[Data under study — start]

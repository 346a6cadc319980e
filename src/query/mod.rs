//! Derived views over the entity table.
//!
//! The pipeline is filter -> sort -> paginate, always in that order, and
//! always computed from the current table and query state:
//!
//! ```ignore
//! let rows = apply_filters(table.iter().collect(), &query.filters);
//! let rows = apply_sort(rows, query.sort.as_ref(), comparator);
//! let page = apply_pagination(rows, query.pagination.as_ref());
//! ```

mod pipeline;
pub mod values;

pub use pipeline::{apply_filters, apply_pagination, apply_sort, matches_filter, run};

use crate::types::{Filter, PaginationSpec, QueryParams, SortSpec};
use std::cmp::Ordering;
use std::sync::Arc;

/// Caller-supplied ordering that replaces field comparison when sorting.
pub type Comparator<T> = Arc<dyn Fn(&T, &T) -> Ordering + Send + Sync>;

/// Inputs of the pipeline besides the entities themselves.
#[derive(Clone, Debug, Default)]
pub struct QueryState {
    filters: Vec<Filter>,
    sort: Option<SortSpec>,
    pagination: Option<PaginationSpec>,
    /// Bumped by every setter.
    revision: u64,
}

impl QueryState {
    pub fn new() -> Self {
        Self::default()
    }

    pub fn filters(&self) -> &[Filter] {
        &self.filters
    }

    pub fn sort(&self) -> Option<&SortSpec> {
        self.sort.as_ref()
    }

    pub fn pagination(&self) -> Option<&PaginationSpec> {
        self.pagination.as_ref()
    }

    pub fn revision(&self) -> u64 {
        self.revision
    }

    pub fn set_filters(&mut self, filters: Vec<Filter>) {
        self.filters = filters;
        self.revision += 1;
    }

    pub fn add_filter(&mut self, filter: Filter) {
        self.filters.push(filter);
        self.revision += 1;
    }

    /// Drop every filter on `field`.
    pub fn remove_filter(&mut self, field: &str) {
        self.filters.retain(|f| f.field != field);
        self.revision += 1;
    }

    pub fn set_sort(&mut self, sort: Option<SortSpec>) {
        self.sort = sort;
        self.revision += 1;
    }

    pub fn set_pagination(&mut self, pagination: Option<PaginationSpec>) {
        self.pagination = pagination;
        self.revision += 1;
    }

    /// Apply the parts of `params` that are present.
    pub fn apply_params(&mut self, params: QueryParams) {
        if let Some(filters) = params.filters {
            self.set_filters(filters);
        }
        if let Some(sort) = params.sort {
            self.set_sort(Some(sort));
        }
        if let Some(pagination) = params.pagination {
            self.set_pagination(Some(pagination));
        }
    }

    /// Current state as fetch parameters.
    pub fn to_params(&self) -> QueryParams {
        QueryParams {
            filters: Some(self.filters.clone()),
            sort: self.sort.clone(),
            pagination: self.pagination,
        }
    }

    /// Back to no filters, no sort, no pagination.
    pub fn reset(&mut self) {
        self.filters.clear();
        self.sort = None;
        self.pagination = None;
        self.revision += 1;
    }
}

[Data under study — finish]

■ Requirement ■
Transcribe the material above in its entirety, precisely as written.

■ Answer space ■
repository 346a6cadc319980e
filename src/query/mod.rs
//! Derived views over the entity table.
//!
//! The pipeline is filter -> sort -> paginate, always in that order, and
//! always computed from the current table and query state:
//!
//! ```ignore
//! let rows = apply_filters(table.iter().collect(), &query.filters);
//! let rows = apply_sort(rows, query.sort.as_ref(), comparator);
//! let page = apply_pagination(rows, query.pagination.as_ref());
//! ```

mod pipeline;
pub mod values;

pub use pipeline::{apply_filters, apply_pagination, apply_sort, matches_filter, run};

use crate::types::{Filter, PaginationSpec, QueryParams, SortSpec};
use std::cmp::Ordering;
use std::sync::Arc;

/// Caller-supplied ordering that replaces field comparison when sorting.
pub type Comparator<T> = Arc<dyn Fn(&T, &T) -> Ordering + Send + Sync>;

/// Inputs of the pipeline besides the entities themselves.
#[derive(Clone, Debug, Default)]
pub struct QueryState {
    filters: Vec<Filter>,
    sort: Option<SortSpec>,
    pagination: Option<PaginationSpec>,
    /// Bumped by every setter.
    revision: u64,
}

impl QueryState {
    pub fn new() -> Self {
        Self::default()
    }

    pub fn filters(&self) -> &[Filter] {
        &self.filters
    }

    pub fn sort(&self) -> Option<&SortSpec> {
        self.sort.as_ref()
    }

    pub fn pagination(&self) -> Option<&PaginationSpec> {
        self.pagination.as_ref()
    }

    pub fn revision(&self) -> u64 {
        self.revision
    }

    pub fn set_filters(&mut self, filters: Vec<Filter>) {
        self.filters = filters;
        self.revision += 1;
    }

    pub fn add_filter(&mut self, filter: Filter) {
        self.filters.push(filter);
        self.revision += 1;
    }

    /// Drop every filter on `field`.
    pub fn remove_filter(&mut self, field: &str) {
        self.filters.retain(|f| f.field != field);
        self.revision += 1;
    }

    pub fn set_sort(&mut self, sort: Option<SortSpec>) {
        self.sort = sort;
        self.revision += 1;
    }

    pub fn set_pagination(&mut self, pagination: Option<PaginationSpec>) {
        self.pagination = pagination;
        self.revision += 1;
    }

    /// Apply the parts of `params` that are present.
    pub fn apply_params(&mut self, params: QueryParams) {
        if let Some(filters) = params.filters {
            self.set_filters(filters);
        }
        if let Some(sort) = params.sort {
            self.set_sort(Some(sort));
        }
        if let Some(pagination) = params.pagination {
            self.set_pagination(Some(pagination));
        }
    }

    /// Current state as fetch parameters.
    pub fn to_params(&self) -> QueryParams {
        QueryParams {
            filters: Some(self.filters.clone()),
            sort: self.sort.clone(),
            pagination: self.pagination,
        }
    }

    /// Back to no filters, no sort, no pagination.
    pub fn reset(&mut self) {
        self.filters.clear();
        self.sort = None;
        self.pagination = None;
        self.revision += 1;
    }
}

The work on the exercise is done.